• [Directions for this task]: Which lines hold the string "Option"? Copy each of them from the material below.

━━━━━━━━━━━━━━━━

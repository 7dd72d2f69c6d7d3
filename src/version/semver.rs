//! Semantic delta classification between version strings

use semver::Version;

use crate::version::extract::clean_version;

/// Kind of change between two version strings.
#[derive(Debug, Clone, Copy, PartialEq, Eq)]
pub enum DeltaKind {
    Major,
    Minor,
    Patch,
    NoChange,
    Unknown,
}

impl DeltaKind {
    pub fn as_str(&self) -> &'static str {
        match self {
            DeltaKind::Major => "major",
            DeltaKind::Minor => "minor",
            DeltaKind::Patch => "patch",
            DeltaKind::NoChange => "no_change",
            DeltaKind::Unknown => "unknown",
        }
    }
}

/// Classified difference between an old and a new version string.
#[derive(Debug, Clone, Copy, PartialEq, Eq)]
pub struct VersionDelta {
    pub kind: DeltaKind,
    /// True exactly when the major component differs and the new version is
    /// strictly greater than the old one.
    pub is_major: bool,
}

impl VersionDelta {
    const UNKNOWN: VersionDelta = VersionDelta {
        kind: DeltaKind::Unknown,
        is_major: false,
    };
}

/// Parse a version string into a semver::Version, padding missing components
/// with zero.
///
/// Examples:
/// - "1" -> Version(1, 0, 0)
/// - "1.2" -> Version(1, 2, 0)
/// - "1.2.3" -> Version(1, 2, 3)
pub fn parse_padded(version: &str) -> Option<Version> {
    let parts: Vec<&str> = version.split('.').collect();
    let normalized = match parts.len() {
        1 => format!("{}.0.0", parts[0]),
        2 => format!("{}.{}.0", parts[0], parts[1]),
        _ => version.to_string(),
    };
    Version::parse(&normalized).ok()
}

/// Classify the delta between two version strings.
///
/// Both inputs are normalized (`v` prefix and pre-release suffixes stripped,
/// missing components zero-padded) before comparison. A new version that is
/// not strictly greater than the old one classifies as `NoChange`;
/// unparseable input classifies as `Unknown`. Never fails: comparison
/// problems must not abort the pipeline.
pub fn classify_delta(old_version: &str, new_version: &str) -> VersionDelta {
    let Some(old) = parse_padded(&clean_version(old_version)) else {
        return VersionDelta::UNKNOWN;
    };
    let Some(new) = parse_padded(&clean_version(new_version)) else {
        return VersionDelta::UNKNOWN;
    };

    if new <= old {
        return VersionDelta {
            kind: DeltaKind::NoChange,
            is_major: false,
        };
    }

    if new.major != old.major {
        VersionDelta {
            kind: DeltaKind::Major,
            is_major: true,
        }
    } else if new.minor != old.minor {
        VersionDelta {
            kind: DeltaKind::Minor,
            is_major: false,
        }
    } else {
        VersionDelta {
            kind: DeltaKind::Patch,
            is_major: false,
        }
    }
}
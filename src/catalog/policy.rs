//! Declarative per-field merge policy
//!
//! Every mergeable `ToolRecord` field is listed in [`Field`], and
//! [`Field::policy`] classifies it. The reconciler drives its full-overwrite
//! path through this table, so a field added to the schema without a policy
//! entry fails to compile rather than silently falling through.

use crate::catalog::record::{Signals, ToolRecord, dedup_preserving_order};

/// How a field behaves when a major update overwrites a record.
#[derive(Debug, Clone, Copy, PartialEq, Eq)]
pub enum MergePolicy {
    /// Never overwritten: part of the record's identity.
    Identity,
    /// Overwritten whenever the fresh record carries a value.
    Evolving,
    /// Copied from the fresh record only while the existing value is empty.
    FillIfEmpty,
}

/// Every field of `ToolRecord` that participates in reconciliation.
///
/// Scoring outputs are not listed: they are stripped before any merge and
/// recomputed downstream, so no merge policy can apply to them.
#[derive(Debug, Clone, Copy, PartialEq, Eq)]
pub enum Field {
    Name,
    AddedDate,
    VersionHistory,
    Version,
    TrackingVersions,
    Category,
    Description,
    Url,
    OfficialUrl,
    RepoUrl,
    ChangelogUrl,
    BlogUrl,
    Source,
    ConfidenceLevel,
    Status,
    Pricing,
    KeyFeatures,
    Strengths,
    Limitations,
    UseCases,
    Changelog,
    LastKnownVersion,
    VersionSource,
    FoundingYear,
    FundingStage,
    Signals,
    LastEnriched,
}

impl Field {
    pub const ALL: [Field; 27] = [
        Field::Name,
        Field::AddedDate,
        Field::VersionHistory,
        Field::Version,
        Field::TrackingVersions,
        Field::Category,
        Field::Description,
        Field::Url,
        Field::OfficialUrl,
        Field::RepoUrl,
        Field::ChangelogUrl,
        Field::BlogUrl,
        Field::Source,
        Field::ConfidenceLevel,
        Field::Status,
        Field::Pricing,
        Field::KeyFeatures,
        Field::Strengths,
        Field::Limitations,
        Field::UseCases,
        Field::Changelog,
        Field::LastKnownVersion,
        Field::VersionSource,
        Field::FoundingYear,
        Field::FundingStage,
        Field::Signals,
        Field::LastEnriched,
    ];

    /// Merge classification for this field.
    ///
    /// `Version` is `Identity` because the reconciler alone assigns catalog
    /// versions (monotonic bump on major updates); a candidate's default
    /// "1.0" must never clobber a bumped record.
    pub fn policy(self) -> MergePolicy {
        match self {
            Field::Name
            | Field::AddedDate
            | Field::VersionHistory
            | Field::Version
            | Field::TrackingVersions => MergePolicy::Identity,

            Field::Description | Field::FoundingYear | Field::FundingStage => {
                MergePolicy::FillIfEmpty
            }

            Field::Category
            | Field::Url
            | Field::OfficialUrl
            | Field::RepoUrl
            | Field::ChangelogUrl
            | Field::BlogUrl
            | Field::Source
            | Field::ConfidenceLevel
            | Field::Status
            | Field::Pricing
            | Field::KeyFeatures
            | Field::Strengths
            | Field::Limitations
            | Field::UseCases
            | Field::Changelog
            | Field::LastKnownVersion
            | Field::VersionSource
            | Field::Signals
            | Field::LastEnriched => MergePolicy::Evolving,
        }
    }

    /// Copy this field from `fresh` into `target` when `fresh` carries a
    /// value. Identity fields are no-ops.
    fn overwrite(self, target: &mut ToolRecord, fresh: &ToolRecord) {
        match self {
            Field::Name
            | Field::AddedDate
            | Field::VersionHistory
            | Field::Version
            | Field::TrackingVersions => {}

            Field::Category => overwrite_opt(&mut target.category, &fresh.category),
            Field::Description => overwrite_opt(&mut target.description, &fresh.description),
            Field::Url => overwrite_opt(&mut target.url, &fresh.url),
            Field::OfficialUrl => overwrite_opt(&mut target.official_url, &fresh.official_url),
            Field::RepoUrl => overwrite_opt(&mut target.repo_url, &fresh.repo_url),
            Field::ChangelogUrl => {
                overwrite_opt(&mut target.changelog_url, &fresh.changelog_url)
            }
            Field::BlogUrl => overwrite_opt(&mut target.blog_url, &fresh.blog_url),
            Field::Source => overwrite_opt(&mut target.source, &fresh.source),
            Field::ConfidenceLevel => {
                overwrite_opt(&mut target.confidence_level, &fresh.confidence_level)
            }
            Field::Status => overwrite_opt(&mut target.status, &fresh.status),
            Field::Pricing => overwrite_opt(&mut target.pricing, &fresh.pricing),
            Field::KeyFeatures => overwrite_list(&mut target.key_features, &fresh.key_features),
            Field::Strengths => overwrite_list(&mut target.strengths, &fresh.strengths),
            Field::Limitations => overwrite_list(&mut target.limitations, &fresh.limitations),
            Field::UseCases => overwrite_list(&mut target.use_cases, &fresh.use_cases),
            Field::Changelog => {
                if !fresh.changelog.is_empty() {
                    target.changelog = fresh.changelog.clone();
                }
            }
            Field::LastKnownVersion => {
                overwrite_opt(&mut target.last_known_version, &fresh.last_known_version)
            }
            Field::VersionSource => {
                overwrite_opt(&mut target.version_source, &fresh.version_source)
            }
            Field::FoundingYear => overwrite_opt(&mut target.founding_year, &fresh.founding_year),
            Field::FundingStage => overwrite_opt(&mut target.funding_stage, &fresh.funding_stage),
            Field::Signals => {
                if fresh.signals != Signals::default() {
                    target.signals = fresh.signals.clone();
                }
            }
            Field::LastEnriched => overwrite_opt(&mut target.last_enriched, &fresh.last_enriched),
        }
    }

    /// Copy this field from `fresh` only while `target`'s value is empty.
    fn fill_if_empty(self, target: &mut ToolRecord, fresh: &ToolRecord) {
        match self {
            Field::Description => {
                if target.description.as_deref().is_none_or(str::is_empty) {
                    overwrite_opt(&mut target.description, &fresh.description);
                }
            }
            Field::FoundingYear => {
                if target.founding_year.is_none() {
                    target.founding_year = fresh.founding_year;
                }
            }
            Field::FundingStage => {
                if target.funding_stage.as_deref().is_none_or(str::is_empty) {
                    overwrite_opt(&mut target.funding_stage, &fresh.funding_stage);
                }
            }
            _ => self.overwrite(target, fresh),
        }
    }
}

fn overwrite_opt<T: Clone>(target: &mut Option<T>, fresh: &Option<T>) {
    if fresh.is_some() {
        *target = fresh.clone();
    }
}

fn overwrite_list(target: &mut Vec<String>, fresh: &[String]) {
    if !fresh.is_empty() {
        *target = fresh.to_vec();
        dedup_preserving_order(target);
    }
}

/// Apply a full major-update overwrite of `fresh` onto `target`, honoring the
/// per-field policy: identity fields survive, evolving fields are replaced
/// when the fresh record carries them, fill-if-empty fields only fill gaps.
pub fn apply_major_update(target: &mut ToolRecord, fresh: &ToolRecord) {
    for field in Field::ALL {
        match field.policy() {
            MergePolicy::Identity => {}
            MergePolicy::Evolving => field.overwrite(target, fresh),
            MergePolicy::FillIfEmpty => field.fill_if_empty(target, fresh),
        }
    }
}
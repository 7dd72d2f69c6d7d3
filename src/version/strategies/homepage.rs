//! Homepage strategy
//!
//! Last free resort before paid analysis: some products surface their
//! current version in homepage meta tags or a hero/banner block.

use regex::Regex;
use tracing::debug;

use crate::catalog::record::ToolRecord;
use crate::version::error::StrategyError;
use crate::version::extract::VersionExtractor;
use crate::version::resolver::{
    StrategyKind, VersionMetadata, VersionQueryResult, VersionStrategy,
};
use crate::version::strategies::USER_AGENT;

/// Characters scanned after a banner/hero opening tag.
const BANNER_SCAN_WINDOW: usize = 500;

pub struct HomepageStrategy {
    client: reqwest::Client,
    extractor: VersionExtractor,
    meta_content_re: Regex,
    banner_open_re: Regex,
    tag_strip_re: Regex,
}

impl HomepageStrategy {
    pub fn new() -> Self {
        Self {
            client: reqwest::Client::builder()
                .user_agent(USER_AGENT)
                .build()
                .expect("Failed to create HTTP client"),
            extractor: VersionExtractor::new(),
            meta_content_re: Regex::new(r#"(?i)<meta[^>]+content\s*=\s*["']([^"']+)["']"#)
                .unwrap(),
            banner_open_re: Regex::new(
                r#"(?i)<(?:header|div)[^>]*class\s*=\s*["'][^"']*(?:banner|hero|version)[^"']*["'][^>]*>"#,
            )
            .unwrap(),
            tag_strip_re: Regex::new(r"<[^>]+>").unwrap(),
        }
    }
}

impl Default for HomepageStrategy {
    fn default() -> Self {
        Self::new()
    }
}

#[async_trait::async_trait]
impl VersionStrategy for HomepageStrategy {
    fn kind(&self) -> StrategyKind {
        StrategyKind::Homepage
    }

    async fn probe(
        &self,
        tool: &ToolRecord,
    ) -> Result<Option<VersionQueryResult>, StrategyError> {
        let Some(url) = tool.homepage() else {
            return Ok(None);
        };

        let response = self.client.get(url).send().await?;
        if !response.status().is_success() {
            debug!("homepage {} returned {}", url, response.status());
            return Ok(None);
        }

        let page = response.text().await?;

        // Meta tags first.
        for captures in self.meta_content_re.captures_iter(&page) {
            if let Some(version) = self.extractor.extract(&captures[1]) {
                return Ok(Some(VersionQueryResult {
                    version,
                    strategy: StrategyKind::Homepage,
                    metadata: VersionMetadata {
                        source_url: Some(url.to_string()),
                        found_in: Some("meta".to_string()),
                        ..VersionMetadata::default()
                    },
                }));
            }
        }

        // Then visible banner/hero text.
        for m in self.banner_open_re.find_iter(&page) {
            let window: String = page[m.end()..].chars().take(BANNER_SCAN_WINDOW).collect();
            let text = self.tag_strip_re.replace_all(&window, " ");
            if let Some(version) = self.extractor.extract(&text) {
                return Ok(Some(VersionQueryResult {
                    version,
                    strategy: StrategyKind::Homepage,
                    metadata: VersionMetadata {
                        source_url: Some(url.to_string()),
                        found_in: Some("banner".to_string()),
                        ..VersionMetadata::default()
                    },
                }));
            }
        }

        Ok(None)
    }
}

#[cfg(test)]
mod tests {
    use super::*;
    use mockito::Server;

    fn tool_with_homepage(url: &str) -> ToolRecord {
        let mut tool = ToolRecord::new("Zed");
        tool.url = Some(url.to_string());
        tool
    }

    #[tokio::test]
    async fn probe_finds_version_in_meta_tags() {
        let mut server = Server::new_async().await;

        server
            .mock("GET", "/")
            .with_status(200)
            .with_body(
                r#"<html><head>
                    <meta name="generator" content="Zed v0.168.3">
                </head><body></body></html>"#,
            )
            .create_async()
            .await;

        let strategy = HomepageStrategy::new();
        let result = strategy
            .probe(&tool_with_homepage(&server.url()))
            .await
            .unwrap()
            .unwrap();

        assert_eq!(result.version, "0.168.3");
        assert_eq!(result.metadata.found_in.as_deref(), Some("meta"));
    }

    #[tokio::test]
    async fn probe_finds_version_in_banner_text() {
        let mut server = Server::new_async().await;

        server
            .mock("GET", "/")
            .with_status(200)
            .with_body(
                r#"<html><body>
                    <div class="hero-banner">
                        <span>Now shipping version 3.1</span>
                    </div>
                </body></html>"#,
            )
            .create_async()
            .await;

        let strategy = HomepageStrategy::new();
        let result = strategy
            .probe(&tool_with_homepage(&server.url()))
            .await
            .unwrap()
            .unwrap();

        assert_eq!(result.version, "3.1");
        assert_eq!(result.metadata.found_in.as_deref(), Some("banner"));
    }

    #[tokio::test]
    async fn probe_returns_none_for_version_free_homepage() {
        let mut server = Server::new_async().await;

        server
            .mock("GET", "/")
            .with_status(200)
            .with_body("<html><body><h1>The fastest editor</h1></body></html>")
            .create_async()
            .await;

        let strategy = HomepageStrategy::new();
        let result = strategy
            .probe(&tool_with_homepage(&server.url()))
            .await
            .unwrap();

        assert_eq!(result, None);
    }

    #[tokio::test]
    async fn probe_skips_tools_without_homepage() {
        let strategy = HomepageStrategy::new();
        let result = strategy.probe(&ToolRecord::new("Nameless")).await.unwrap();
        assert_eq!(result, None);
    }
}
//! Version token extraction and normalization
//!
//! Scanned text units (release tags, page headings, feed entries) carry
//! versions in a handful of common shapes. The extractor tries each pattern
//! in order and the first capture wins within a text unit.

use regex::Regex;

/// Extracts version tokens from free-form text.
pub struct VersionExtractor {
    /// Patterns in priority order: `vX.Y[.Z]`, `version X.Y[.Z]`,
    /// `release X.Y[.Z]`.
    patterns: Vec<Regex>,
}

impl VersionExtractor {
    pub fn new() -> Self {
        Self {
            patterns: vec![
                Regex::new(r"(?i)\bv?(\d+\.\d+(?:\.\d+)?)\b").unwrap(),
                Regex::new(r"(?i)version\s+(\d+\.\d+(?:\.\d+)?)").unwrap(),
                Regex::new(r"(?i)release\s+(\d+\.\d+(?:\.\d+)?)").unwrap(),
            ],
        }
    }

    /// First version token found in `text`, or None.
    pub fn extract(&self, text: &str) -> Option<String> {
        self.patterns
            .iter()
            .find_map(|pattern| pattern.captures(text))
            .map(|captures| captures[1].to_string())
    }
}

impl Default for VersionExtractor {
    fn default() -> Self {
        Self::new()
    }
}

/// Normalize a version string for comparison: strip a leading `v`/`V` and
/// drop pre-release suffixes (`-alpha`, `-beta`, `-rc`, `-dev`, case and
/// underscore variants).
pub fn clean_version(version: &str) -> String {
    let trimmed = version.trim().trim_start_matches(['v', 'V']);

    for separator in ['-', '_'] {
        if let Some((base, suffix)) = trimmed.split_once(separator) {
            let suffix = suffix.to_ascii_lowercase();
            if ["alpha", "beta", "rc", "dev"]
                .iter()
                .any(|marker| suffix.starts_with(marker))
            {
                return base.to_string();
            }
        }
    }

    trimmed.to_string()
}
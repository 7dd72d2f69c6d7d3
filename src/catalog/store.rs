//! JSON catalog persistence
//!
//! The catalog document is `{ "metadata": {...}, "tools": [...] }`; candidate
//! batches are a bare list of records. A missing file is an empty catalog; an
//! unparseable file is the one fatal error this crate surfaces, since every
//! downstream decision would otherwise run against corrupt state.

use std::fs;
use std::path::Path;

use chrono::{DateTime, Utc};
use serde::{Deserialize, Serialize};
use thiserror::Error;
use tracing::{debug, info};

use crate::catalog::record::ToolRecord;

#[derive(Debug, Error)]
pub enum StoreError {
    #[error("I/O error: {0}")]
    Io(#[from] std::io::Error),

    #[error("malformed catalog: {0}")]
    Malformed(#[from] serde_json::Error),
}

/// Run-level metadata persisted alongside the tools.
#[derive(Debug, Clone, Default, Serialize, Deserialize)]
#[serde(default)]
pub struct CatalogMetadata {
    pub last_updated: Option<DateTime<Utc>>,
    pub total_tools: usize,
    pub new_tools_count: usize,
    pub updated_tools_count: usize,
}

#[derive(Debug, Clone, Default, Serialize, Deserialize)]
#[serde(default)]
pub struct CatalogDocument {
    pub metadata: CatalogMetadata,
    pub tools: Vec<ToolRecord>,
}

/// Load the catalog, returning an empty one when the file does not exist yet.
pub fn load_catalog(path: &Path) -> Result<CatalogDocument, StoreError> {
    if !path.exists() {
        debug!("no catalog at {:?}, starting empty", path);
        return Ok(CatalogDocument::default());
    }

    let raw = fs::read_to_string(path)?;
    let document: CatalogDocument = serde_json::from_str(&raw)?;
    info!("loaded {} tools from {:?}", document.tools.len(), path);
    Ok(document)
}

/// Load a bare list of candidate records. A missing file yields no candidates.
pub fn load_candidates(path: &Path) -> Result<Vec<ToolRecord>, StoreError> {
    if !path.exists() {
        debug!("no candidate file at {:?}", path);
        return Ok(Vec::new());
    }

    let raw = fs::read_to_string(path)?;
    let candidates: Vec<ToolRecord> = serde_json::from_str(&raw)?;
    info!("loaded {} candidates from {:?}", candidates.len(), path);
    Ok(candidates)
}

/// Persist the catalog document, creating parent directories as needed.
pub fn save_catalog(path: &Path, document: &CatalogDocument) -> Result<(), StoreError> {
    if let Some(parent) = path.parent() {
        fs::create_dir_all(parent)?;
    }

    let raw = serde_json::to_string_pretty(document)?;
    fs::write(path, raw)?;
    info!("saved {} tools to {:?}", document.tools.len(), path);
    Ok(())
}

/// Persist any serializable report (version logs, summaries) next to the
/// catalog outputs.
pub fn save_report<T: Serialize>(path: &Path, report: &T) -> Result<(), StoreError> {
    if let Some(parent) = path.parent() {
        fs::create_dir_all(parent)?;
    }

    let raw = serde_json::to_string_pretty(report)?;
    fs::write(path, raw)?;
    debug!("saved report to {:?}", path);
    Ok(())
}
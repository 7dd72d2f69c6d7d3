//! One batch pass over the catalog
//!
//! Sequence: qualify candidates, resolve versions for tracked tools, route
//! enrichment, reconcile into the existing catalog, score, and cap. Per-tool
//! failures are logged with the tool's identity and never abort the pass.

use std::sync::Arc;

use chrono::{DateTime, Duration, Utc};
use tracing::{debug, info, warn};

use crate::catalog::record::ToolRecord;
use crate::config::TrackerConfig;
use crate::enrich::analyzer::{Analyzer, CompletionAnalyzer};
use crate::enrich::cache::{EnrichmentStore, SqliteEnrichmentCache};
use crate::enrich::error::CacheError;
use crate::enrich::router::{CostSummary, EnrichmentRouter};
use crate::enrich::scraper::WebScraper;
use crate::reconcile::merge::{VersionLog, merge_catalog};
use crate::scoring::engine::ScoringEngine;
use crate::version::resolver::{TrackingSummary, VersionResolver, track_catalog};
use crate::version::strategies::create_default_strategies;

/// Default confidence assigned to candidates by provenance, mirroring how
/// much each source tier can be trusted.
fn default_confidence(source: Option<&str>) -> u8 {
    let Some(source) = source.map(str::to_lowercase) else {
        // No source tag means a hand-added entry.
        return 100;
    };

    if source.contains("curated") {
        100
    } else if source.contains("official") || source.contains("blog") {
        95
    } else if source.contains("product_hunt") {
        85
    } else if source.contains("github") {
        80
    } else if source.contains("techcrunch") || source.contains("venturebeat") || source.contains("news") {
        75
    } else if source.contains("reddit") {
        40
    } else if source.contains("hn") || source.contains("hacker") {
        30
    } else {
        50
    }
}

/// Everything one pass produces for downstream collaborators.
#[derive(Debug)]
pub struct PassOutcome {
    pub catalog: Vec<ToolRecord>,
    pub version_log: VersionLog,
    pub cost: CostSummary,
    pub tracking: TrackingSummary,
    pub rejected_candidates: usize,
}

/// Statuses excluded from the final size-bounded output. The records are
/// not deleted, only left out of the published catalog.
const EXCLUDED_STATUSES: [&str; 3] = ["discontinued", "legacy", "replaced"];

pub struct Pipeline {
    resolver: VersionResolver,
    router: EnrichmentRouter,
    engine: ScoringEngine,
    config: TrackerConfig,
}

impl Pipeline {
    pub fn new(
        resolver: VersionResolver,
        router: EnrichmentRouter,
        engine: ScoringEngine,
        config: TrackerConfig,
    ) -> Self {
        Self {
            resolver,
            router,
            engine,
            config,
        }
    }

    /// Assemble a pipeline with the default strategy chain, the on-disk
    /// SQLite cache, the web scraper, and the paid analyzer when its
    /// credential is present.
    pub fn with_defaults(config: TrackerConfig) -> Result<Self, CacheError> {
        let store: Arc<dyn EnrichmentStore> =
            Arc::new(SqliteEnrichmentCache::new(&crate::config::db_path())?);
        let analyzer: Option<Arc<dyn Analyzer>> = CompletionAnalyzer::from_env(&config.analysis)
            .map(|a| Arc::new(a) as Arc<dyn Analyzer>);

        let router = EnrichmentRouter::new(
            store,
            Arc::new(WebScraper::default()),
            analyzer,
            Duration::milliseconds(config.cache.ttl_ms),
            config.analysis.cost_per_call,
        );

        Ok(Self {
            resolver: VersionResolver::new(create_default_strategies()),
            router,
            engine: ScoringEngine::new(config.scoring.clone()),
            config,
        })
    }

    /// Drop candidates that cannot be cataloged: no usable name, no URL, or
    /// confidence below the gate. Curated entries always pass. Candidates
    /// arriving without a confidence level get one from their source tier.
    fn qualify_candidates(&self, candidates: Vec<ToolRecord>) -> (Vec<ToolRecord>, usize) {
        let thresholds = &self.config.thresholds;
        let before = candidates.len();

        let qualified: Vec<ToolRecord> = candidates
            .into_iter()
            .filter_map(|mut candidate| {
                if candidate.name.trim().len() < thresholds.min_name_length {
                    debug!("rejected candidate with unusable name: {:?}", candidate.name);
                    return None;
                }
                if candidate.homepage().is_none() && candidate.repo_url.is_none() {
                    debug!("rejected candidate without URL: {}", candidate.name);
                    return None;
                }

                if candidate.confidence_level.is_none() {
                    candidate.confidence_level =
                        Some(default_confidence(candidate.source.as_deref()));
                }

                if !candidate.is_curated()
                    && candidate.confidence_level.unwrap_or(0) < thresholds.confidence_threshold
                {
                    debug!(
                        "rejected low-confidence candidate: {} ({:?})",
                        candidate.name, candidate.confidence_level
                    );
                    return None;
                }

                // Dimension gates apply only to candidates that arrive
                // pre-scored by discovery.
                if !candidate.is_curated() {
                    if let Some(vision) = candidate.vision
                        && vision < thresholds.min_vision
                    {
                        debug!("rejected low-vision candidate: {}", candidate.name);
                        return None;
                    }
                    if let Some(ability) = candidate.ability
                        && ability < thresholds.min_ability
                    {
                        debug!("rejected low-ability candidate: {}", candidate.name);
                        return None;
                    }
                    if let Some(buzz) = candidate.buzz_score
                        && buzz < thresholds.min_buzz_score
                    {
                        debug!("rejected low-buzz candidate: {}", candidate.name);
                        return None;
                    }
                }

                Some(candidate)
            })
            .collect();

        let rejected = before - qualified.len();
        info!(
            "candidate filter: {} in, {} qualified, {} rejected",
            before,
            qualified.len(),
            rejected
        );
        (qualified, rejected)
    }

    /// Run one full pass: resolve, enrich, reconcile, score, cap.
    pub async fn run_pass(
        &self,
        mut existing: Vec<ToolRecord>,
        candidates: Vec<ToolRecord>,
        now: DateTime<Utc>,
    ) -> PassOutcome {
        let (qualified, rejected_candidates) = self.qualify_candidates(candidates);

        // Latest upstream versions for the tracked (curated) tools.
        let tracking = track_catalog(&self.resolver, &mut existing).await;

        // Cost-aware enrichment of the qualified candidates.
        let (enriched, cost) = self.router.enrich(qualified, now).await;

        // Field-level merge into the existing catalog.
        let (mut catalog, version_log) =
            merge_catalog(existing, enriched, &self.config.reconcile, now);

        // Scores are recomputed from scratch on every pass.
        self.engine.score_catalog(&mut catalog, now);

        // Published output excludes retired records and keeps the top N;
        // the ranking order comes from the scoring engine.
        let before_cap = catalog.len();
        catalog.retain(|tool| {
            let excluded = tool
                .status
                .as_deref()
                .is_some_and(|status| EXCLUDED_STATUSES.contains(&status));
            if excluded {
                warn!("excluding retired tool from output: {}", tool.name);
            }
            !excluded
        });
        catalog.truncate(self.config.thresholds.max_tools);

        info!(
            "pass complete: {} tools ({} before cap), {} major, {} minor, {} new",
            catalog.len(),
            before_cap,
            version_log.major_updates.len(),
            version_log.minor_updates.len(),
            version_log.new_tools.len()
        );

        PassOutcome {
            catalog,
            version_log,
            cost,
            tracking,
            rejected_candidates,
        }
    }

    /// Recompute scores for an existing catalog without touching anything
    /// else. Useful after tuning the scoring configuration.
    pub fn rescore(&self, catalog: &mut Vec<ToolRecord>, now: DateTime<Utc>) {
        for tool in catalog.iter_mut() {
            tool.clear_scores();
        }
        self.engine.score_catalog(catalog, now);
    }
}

━━━━━━━━━━━━━━━━

• [Response area]:
pub fn parse_padded(version: &str) -> Option<Version> {
fn overwrite_opt<T: Clone>(target: &mut Option<T>, fresh: &Option<T>) {
    ) -> Result<Option<VersionQueryResult>, StrategyError> {
    pub fn extract(&self, text: &str) -> Option<String> {
    pub last_updated: Option<DateTime<Utc>>,
fn default_confidence(source: Option<&str>) -> u8 {
        let analyzer: Option<Arc<dyn Analyzer>> = CompletionAnalyzer::from_env(&config.analysis)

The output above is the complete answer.